==== Recorded information ====
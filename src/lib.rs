//! Podvault - podcast search and detail aggregation
//!
//! This library crate exposes the core functionality for integration testing.

pub mod config;
pub mod podcasts;
//! GraphQL response envelope shared by the Taddy and Podchaser clients.

use serde::Deserialize;

#[derive(Debug, Deserialize)]
pub(crate) struct GraphQlResponse<T> {
    pub data: Option<T>,
    pub errors: Option<Vec<GraphQlError>>,
}

#[derive(Debug, Deserialize)]
pub(crate) struct GraphQlError {
    #[serde(default)]
    pub message: String,
}

impl<T> GraphQlResponse<T> {
    /// Message of the first reported error, if the response carries any.
    ///
    /// An `errors` key with an empty array still counts as an error.
    pub fn first_error(&self) -> Option<&str> {
        self.errors
            .as_ref()
            .map(|errors| errors.first().map(|e| e.message.as_str()).unwrap_or(""))
    }
}

/// `{ data: [...] }` wrapper used by Podchaser's paginated fields.
#[derive(Debug, Default, Deserialize)]
pub(crate) struct Page<T> {
    #[serde(default = "Vec::new")]
    pub data: Vec<T>,
}
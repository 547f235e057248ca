//! In-process fakes shared by the unit tests of this module.

use std::sync::atomic::{AtomicUsize, Ordering};
use std::sync::Arc;

use async_trait::async_trait;
use parking_lot::Mutex;
use podvault_common::ProviderKind;

use super::provider::{Credit, CreditPerson, NormalizedPodcast, PodcastProvider, ProviderResult};
use super::refresh::{RefreshDispatcher, RefreshTask};
use super::registry::ProviderRegistry;

pub(crate) fn podcast(kind: ProviderKind, id: &str, title: &str) -> NormalizedPodcast {
    let mut pod = NormalizedPodcast::new(kind, id, title);
    pod.rss_feed = format!("https://rss.example.com/{id}");
    pod
}

pub(crate) fn credit(name: &str, role: &str) -> Credit {
    Credit {
        person: CreditPerson {
            id: name.to_lowercase(),
            name: name.to_string(),
            image: None,
        },
        role: role.to_string(),
        episode: None,
    }
}

/// Provider returning canned results and counting calls.
pub(crate) struct StubProvider {
    kind: ProviderKind,
    search: Mutex<ProviderResult<Vec<NormalizedPodcast>>>,
    credits: Mutex<ProviderResult<Vec<Credit>>>,
    queries: Mutex<Vec<String>>,
    search_calls: AtomicUsize,
    credits_calls: AtomicUsize,
}

impl StubProvider {
    pub(crate) fn new(kind: ProviderKind) -> Self {
        Self {
            kind,
            search: Mutex::new(Ok(Vec::new())),
            credits: Mutex::new(Ok(Vec::new())),
            queries: Mutex::new(Vec::new()),
            search_calls: AtomicUsize::new(0),
            credits_calls: AtomicUsize::new(0),
        }
    }

    pub(crate) fn with_results(self, results: Vec<NormalizedPodcast>) -> Self {
        *self.search.lock() = Ok(results);
        self
    }

    pub(crate) fn set_search(&self, result: ProviderResult<Vec<NormalizedPodcast>>) {
        *self.search.lock() = result;
    }

    pub(crate) fn set_credits(&self, result: ProviderResult<Vec<Credit>>) {
        *self.credits.lock() = result;
    }

    pub(crate) fn search_calls(&self) -> usize {
        self.search_calls.load(Ordering::SeqCst)
    }

    pub(crate) fn credits_calls(&self) -> usize {
        self.credits_calls.load(Ordering::SeqCst)
    }

    pub(crate) fn queries(&self) -> Vec<String> {
        self.queries.lock().clone()
    }
}

#[async_trait]
impl PodcastProvider for StubProvider {
    fn kind(&self) -> ProviderKind {
        self.kind
    }

    async fn search(&self, query: &str, limit: usize) -> ProviderResult<Vec<NormalizedPodcast>> {
        self.search_calls.fetch_add(1, Ordering::SeqCst);
        self.queries.lock().push(query.to_string());
        let result = self.search.lock().clone();
        result.map(|mut items| {
            items.truncate(limit);
            items
        })
    }

    async fn get_by_id(&self, id: &str) -> ProviderResult<Option<NormalizedPodcast>> {
        let result = self.search.lock().clone();
        Ok(result?.into_iter().find(|p| p.remote_id == id))
    }

    async fn get_credits(&self, _id: &str) -> ProviderResult<Vec<Credit>> {
        self.credits_calls.fetch_add(1, Ordering::SeqCst);
        self.credits.lock().clone()
    }
}

/// Registry over stubs; missing slots get an empty stub of the right kind.
pub(crate) fn registry_with(
    itunes: Arc<StubProvider>,
    taddy: Option<Arc<StubProvider>>,
    podchaser: Option<Arc<StubProvider>>,
) -> ProviderRegistry {
    let taddy = taddy.unwrap_or_else(|| Arc::new(StubProvider::new(ProviderKind::Taddy)));
    let podchaser =
        podchaser.unwrap_or_else(|| Arc::new(StubProvider::new(ProviderKind::Podchaser)));
    ProviderRegistry::new(itunes, taddy, podchaser)
}

/// Dispatcher that records tasks instead of running them.
#[derive(Default)]
pub(crate) struct RecordingDispatcher {
    tasks: Mutex<Vec<RefreshTask>>,
    fail: bool,
}

impl RecordingDispatcher {
    pub(crate) fn failing() -> Self {
        Self {
            tasks: Mutex::new(Vec::new()),
            fail: true,
        }
    }

    pub(crate) fn tasks(&self) -> Vec<RefreshTask> {
        self.tasks.lock().clone()
    }
}

impl RefreshDispatcher for RecordingDispatcher {
    fn dispatch(&self, task: RefreshTask) -> anyhow::Result<()> {
        self.tasks.lock().push(task);
        if self.fail {
            anyhow::bail!("task queue is not running");
        }
        Ok(())
    }
}
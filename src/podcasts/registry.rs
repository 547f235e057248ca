//! Name → provider lookup over the fixed provider set.
//!
//! The registry holds exactly one provider per [`ProviderKind`]; lookups by
//! kind are an exhaustive `match`, so adding a provider kind without wiring
//! it here fails to compile.

use std::sync::Arc;

use podvault_common::{ProviderKind, Result};

use super::cache::CacheStore;
use super::provider::PodcastProvider;
use super::providers::{ItunesProvider, PodchaserProvider, TaddyProvider};
use super::rate_limiter::RateLimiter;
use crate::config::Config;

/// Holds one shared instance of each podcast provider.
#[derive(Clone)]
pub struct ProviderRegistry {
    itunes: Arc<dyn PodcastProvider>,
    taddy: Arc<dyn PodcastProvider>,
    podchaser: Arc<dyn PodcastProvider>,
}

impl ProviderRegistry {
    /// Assemble a registry from already-built providers.
    pub fn new(
        itunes: Arc<dyn PodcastProvider>,
        taddy: Arc<dyn PodcastProvider>,
        podchaser: Arc<dyn PodcastProvider>,
    ) -> Self {
        debug_assert_eq!(itunes.kind(), ProviderKind::Itunes);
        debug_assert_eq!(taddy.kind(), ProviderKind::Taddy);
        debug_assert_eq!(podchaser.kind(), ProviderKind::Podchaser);
        Self {
            itunes,
            taddy,
            podchaser,
        }
    }

    /// Build the HTTP-backed providers from configuration.
    ///
    /// `itunes_limiter` must be the process-wide iTunes limiter; `cache` holds
    /// Podchaser access tokens.
    pub fn from_config(
        config: &Config,
        cache: Arc<dyn CacheStore>,
        itunes_limiter: Arc<RateLimiter>,
    ) -> Self {
        Self::new(
            Arc::new(ItunesProvider::new(&config.itunes, itunes_limiter)),
            Arc::new(TaddyProvider::new(&config.taddy)),
            Arc::new(PodchaserProvider::new(&config.podchaser, cache)),
        )
    }

    /// Provider for `kind`.
    pub fn get(&self, kind: ProviderKind) -> Arc<dyn PodcastProvider> {
        match kind {
            ProviderKind::Itunes => Arc::clone(&self.itunes),
            ProviderKind::Taddy => Arc::clone(&self.taddy),
            ProviderKind::Podchaser => Arc::clone(&self.podchaser),
        }
    }

    /// Names accepted by [`validate_name`](Self::validate_name).
    pub fn available_names() -> Vec<&'static str> {
        ProviderKind::names()
    }

    /// Ensure `name` is known without touching any provider.
    pub fn validate_name(name: &str) -> Result<ProviderKind> {
        name.parse()
    }
}

impl std::fmt::Debug for ProviderRegistry {
    fn fmt(&self, f: &mut std::fmt::Formatter<'_>) -> std::fmt::Result {
        f.debug_struct("ProviderRegistry")
            .field("providers", &Self::available_names())
            .finish()
    }
}
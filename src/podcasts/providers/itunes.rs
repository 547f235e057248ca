//! iTunes Search API provider.
//!
//! Implements [`PodcastProvider`] against Apple's public, unauthenticated
//! search and lookup endpoints. iTunes is the primary source of base podcast
//! metadata.
//!
//! Features:
//! - Shared token-bucket rate limiting (20 requests / minute by default). The
//!   limiter is injected so every iTunes client in the process draws from the
//!   same budget.
//! - Retry on HTTP 429 with exponential back-off `base * 2^(attempt+1)`.
//! - 10-second request timeout.
//! - Results without an RSS feed are dropped.

use std::sync::Arc;
use std::time::Duration;

use async_trait::async_trait;
use podvault_common::{ProviderError, ProviderKind};
use reqwest::StatusCode;
use serde::Deserialize;
use tracing::{debug, info, warn};

use crate::config::ItunesConfig;
use crate::podcasts::provider::{NormalizedPodcast, PodcastProvider, ProviderResult};
use crate::podcasts::rate_limiter::RateLimiter;

/// iTunes refuses `limit` values above this.
const MAX_LIMIT: usize = 200;

// ---------------------------------------------------------------------------
// iTunes API response types (private)
// ---------------------------------------------------------------------------

#[derive(Debug, Deserialize)]
struct ItunesResponse {
    #[serde(default)]
    results: Vec<ItunesItem>,
}

#[derive(Debug, Deserialize)]
#[serde(rename_all = "camelCase")]
struct ItunesItem {
    collection_id: Option<u64>,
    track_name: Option<String>,
    collection_name: Option<String>,
    artist_name: Option<String>,
    description: Option<String>,
    short_description: Option<String>,
    artwork_url600: Option<String>,
    artwork_url100: Option<String>,
    feed_url: Option<String>,
    primary_genre_name: Option<String>,
    track_count: Option<u32>,
    collection_view_url: Option<String>,
}

impl ItunesItem {
    fn has_feed(&self) -> bool {
        self.feed_url.as_deref().is_some_and(|url| !url.is_empty())
    }

    fn into_podcast(self) -> NormalizedPodcast {
        NormalizedPodcast {
            provider: ProviderKind::Itunes,
            remote_id: self.collection_id.map(|id| id.to_string()).unwrap_or_default(),
            title: first_non_empty(self.track_name, self.collection_name),
            author: self.artist_name.unwrap_or_default(),
            description: first_non_empty(self.description, self.short_description),
            cover_url: first_non_empty(self.artwork_url600, self.artwork_url100),
            rss_feed: self.feed_url.unwrap_or_default(),
            genre: self.primary_genre_name.unwrap_or_default(),
            total_episodes: self.track_count.unwrap_or(0),
            rating: None,
            credits: None,
            website: self.collection_view_url,
        }
    }
}

fn first_non_empty(primary: Option<String>, fallback: Option<String>) -> String {
    primary
        .filter(|s| !s.is_empty())
        .or(fallback)
        .unwrap_or_default()
}

// ---------------------------------------------------------------------------
// Provider implementation
// ---------------------------------------------------------------------------

/// iTunes podcast provider.
///
/// # Examples
///
/// ```no_run
/// use std::sync::Arc;
/// use std::time::Duration;
/// use podvault::config::ItunesConfig;
/// use podvault::podcasts::{providers::ItunesProvider, RateLimiter};
///
/// let limiter = Arc::new(RateLimiter::new(20, Duration::from_secs(60)));
/// let provider = ItunesProvider::new(&ItunesConfig::default(), limiter);
/// ```
pub struct ItunesProvider {
    client: reqwest::Client,
    search_url: String,
    lookup_url: String,
    rate_limiter: Arc<RateLimiter>,
    max_retries: u32,
    backoff_base: Duration,
}

impl ItunesProvider {
    /// Create a provider drawing tokens from `rate_limiter`.
    pub fn new(config: &ItunesConfig, rate_limiter: Arc<RateLimiter>) -> Self {
        Self {
            client: super::http_client(Duration::from_secs(config.timeout_secs)),
            search_url: config.search_url.clone(),
            lookup_url: config.lookup_url.clone(),
            rate_limiter,
            max_retries: config.max_retries,
            backoff_base: Duration::from_millis(config.backoff_base_ms),
        }
    }

    /// Rate-limited GET with exponential back-off on 429.
    async fn get(&self, url: &str, params: &[(&str, String)]) -> ProviderResult<ItunesResponse> {
        let mut attempt = 0u32;
        loop {
            self.rate_limiter.acquire().await;

            let resp = self
                .client
                .get(url)
                .query(params)
                .send()
                .await
                .map_err(|e| unavailable(format!("iTunes request failed: {e}")))?;

            if resp.status() == StatusCode::TOO_MANY_REQUESTS {
                if attempt < self.max_retries {
                    let wait = self.backoff_base * 2u32.saturating_pow(attempt + 1);
                    warn!(
                        provider = "itunes",
                        attempt = attempt + 1,
                        max_retries = self.max_retries,
                        wait_ms = wait.as_millis() as u64,
                        "iTunes returned 429, backing off"
                    );
                    tokio::time::sleep(wait).await;
                    attempt += 1;
                    continue;
                }
                return Err(ProviderError::rate_limited(
                    ProviderKind::Itunes,
                    format!("iTunes returned 429 after {} retries.", self.max_retries),
                ));
            }

            if !resp.status().is_success() {
                return Err(unavailable(format!(
                    "iTunes request failed with HTTP {}",
                    resp.status()
                )));
            }

            return resp
                .json::<ItunesResponse>()
                .await
                .map_err(|e| unavailable(format!("Failed to parse iTunes response: {e}")));
        }
    }
}

fn unavailable(message: String) -> ProviderError {
    ProviderError::unavailable(ProviderKind::Itunes, message)
}

#[async_trait]
impl PodcastProvider for ItunesProvider {
    fn kind(&self) -> ProviderKind {
        ProviderKind::Itunes
    }

    async fn search(&self, query: &str, limit: usize) -> ProviderResult<Vec<NormalizedPodcast>> {
        let params = [
            ("term", query.to_string()),
            ("media", "podcast".to_string()),
            ("entity", "podcast".to_string()),
            ("limit", limit.min(MAX_LIMIT).to_string()),
        ];
        debug!(query = %query, limit, "iTunes search");

        let body = self.get(&self.search_url, &params).await?;
        info!(provider = "itunes", query = %query, count = body.results.len(), "Search complete");

        Ok(body
            .results
            .into_iter()
            .filter(ItunesItem::has_feed)
            .map(ItunesItem::into_podcast)
            .collect())
    }

    async fn get_by_id(&self, id: &str) -> ProviderResult<Option<NormalizedPodcast>> {
        let params = [("id", id.to_string()), ("entity", "podcast".to_string())];
        debug!(id = %id, "iTunes lookup");

        let body = self.get(&self.lookup_url, &params).await?;
        match body.results.into_iter().next() {
            Some(item) => Ok(Some(item.into_podcast())),
            None => {
                warn!(provider = "itunes", id = %id, "Lookup returned no results");
                Ok(None)
            }
        }
    }
}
====
Directions — Nothing outside the span should appear: transcribe the lines from the one containing "impl PodcastProvider for ItunesProvider" through the last line of the records.

Solved problem —
impl PodcastProvider for ItunesProvider {
    fn kind(&self) -> ProviderKind {
        ProviderKind::Itunes
    }

    async fn search(&self, query: &str, limit: usize) -> ProviderResult<Vec<NormalizedPodcast>> {
        let params = [
            ("term", query.to_string()),
            ("media", "podcast".to_string()),
            ("entity", "podcast".to_string()),
            ("limit", limit.min(MAX_LIMIT).to_string()),
        ];
        debug!(query = %query, limit, "iTunes search");

        let body = self.get(&self.search_url, &params).await?;
        info!(provider = "itunes", query = %query, count = body.results.len(), "Search complete");

        Ok(body
            .results
            .into_iter()
            .filter(ItunesItem::has_feed)
            .map(ItunesItem::into_podcast)
            .collect())
    }

    async fn get_by_id(&self, id: &str) -> ProviderResult<Option<NormalizedPodcast>> {
        let params = [("id", id.to_string()), ("entity", "podcast".to_string())];
        debug!(id = %id, "iTunes lookup");

        let body = self.get(&self.lookup_url, &params).await?;
        match body.results.into_iter().next() {
            Some(item) => Ok(Some(item.into_podcast())),
            None => {
                warn!(provider = "itunes", id = %id, "Lookup returned no results");
                Ok(None)
            }
        }
    }
}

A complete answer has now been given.